## Exercise objective
Determine how many lines in the entries below contain the word "cascaded". The reply is that number alone.

## Source records
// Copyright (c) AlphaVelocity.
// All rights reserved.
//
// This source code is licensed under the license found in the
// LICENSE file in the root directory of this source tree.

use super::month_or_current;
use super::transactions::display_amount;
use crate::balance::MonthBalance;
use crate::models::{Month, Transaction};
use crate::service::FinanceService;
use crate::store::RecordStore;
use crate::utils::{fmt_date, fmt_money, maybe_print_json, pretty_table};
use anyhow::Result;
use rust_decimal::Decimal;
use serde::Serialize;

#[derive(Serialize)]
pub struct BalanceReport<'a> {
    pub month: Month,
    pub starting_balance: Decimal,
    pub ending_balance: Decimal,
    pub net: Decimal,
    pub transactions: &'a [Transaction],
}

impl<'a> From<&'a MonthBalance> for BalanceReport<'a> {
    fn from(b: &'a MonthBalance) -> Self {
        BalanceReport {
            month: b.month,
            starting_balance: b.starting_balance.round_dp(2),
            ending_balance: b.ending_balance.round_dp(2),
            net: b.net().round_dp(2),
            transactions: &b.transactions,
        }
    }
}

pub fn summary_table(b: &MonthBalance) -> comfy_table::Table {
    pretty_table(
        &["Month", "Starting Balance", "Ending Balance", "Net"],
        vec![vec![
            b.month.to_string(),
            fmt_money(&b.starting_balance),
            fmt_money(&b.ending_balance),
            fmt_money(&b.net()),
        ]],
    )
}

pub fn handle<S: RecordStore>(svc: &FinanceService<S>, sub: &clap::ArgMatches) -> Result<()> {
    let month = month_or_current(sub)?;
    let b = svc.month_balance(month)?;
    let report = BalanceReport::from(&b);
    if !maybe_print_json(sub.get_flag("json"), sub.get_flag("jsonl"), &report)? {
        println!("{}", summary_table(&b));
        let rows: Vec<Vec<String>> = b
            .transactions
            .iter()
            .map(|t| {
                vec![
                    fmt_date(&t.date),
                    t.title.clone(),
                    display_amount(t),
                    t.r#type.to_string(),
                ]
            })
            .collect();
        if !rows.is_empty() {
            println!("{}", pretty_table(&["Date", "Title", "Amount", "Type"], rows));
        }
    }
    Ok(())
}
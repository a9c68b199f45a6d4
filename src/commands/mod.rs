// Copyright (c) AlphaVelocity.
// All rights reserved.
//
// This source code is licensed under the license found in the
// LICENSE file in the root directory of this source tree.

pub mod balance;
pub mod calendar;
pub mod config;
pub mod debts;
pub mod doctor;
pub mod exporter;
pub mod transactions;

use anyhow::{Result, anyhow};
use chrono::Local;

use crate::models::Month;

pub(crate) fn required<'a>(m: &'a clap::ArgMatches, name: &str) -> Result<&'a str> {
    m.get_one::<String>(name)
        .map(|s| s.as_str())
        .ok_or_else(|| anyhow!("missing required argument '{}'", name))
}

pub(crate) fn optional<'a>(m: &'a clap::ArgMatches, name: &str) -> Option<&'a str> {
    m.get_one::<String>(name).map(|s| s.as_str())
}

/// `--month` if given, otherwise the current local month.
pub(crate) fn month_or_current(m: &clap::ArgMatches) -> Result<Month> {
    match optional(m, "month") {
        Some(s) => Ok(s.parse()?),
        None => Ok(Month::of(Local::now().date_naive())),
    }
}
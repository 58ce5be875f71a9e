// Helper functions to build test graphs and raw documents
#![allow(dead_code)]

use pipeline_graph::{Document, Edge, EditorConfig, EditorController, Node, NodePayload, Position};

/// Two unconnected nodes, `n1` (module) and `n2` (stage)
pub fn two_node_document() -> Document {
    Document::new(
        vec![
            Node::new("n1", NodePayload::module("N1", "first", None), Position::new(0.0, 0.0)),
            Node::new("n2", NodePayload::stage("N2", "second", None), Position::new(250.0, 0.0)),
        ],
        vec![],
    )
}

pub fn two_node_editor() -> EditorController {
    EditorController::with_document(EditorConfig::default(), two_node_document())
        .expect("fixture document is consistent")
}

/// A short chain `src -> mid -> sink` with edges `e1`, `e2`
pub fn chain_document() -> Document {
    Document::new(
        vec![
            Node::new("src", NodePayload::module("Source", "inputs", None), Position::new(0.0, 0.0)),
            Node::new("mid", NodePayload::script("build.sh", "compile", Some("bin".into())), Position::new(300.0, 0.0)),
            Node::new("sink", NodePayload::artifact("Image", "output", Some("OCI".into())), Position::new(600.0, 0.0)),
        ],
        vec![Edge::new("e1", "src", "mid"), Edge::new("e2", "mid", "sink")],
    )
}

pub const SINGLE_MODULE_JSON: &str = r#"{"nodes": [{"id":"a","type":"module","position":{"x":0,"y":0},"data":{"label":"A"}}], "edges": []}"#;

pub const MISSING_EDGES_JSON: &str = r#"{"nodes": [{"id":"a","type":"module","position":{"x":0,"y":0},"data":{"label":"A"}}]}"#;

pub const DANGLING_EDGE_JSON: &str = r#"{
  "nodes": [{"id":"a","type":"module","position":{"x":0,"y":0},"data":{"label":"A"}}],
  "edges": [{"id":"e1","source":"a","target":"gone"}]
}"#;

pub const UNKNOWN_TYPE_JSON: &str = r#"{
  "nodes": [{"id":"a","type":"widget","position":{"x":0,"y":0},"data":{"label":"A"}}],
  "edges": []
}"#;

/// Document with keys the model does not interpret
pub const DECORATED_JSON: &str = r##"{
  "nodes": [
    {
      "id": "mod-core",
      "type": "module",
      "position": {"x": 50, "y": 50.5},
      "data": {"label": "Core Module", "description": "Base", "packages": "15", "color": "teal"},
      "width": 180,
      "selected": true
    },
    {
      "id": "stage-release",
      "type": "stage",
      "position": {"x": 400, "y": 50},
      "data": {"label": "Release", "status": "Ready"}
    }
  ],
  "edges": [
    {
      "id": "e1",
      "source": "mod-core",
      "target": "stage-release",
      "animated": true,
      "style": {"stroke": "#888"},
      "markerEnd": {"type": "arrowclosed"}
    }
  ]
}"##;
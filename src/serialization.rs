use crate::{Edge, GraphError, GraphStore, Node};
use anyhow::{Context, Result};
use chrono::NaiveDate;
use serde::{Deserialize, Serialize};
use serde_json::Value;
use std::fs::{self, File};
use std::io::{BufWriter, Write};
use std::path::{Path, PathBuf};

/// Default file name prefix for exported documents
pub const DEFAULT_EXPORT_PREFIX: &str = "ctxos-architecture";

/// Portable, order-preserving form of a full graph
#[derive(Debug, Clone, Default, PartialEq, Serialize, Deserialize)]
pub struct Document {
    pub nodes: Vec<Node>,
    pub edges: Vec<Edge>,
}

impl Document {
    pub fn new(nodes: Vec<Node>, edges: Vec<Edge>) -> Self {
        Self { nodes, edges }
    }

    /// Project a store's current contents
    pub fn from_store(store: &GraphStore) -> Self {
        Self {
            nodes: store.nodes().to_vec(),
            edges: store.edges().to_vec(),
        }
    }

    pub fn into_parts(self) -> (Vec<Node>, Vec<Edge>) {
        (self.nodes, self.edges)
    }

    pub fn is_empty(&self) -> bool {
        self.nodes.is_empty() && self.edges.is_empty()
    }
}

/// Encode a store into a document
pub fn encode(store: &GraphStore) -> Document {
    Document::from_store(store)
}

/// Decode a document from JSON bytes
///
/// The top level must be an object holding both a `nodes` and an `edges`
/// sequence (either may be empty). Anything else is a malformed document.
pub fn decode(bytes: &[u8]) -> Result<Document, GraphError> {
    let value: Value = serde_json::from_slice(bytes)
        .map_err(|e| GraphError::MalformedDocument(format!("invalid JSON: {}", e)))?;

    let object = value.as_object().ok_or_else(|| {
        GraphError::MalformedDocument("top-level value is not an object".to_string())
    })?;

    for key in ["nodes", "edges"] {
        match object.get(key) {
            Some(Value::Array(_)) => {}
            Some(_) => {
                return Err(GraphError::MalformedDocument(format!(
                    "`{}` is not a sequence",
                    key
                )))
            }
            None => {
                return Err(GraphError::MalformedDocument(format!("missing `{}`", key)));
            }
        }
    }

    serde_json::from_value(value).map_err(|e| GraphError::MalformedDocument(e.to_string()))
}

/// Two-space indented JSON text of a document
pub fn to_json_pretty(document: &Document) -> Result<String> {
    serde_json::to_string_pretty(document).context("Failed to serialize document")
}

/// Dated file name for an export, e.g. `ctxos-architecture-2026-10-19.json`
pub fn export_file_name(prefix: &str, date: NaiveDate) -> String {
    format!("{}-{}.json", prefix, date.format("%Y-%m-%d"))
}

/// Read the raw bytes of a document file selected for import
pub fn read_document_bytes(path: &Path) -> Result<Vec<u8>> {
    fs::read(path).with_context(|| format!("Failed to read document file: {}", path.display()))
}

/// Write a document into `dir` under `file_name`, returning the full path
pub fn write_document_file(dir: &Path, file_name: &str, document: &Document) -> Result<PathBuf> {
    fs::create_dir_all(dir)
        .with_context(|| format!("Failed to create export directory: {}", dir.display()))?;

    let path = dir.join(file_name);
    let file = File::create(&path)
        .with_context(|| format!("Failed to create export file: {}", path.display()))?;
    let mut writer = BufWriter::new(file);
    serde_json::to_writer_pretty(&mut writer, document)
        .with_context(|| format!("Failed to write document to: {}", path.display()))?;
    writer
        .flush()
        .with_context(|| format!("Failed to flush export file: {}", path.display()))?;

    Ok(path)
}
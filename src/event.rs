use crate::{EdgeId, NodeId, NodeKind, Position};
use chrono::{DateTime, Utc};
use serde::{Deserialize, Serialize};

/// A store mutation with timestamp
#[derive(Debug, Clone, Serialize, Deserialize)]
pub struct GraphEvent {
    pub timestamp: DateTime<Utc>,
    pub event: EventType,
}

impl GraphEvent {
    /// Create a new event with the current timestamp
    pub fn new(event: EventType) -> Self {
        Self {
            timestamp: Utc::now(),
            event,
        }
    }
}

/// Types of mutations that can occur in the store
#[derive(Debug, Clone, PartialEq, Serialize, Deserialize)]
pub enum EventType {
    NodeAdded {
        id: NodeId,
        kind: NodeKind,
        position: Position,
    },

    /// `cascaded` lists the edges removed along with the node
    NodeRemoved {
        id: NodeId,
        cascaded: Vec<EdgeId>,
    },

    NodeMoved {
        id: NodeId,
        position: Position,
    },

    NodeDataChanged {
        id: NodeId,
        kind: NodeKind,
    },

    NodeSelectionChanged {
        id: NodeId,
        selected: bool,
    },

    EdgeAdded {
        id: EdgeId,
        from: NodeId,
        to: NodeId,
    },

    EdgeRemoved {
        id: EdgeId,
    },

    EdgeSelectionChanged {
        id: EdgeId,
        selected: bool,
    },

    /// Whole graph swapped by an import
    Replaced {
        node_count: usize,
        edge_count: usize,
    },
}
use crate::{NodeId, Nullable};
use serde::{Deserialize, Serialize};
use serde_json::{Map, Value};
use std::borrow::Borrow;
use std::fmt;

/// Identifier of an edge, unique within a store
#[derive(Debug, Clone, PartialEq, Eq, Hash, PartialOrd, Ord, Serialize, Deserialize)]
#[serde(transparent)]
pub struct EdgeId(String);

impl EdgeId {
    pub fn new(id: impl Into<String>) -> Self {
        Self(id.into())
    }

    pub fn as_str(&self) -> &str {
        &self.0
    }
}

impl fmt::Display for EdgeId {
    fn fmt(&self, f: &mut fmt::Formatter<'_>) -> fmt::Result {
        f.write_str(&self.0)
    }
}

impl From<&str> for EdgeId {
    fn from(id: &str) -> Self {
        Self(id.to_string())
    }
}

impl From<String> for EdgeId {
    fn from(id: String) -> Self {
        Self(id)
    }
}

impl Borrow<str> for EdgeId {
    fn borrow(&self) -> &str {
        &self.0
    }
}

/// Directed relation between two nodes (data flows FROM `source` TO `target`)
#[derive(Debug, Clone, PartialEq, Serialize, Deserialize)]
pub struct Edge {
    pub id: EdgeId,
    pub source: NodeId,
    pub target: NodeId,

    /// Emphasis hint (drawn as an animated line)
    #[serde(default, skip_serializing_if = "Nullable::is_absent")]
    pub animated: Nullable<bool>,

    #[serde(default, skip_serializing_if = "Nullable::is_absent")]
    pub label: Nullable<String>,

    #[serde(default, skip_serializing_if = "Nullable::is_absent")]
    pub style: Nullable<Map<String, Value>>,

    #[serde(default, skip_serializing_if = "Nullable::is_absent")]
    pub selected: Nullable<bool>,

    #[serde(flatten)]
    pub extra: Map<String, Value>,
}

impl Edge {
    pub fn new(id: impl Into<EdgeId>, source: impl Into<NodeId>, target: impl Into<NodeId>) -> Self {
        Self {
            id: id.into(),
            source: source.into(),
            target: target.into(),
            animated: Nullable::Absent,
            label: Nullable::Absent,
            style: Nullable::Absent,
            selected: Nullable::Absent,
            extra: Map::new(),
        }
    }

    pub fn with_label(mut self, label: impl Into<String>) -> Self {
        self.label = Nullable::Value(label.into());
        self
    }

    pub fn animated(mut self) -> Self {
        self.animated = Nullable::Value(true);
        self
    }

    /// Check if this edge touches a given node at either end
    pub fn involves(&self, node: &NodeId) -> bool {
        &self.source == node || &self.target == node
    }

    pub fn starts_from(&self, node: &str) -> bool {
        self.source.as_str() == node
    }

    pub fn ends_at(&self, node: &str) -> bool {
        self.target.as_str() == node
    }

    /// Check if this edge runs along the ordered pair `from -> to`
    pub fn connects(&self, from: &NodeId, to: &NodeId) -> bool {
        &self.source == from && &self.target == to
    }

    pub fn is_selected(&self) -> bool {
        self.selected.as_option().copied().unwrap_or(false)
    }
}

## Response to this task
2